### DATA EXCERPTS
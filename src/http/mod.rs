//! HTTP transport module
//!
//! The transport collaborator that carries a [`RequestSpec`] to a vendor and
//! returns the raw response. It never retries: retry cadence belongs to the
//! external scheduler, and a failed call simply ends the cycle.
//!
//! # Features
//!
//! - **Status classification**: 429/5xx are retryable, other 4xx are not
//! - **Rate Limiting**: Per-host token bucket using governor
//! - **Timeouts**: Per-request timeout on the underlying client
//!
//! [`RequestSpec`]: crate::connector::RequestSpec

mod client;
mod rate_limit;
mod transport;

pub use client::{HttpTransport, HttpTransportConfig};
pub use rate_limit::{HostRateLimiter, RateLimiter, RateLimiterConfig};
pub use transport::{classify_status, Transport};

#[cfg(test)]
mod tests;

### WHAT TO DO
Wherever the word "client" turns up in a line of the entries above, copy that line.

### RESULT OF THE TASK
//! - **Timeouts**: Per-request timeout on the underlying client
mod client;
pub use client::{HttpTransport, HttpTransportConfig};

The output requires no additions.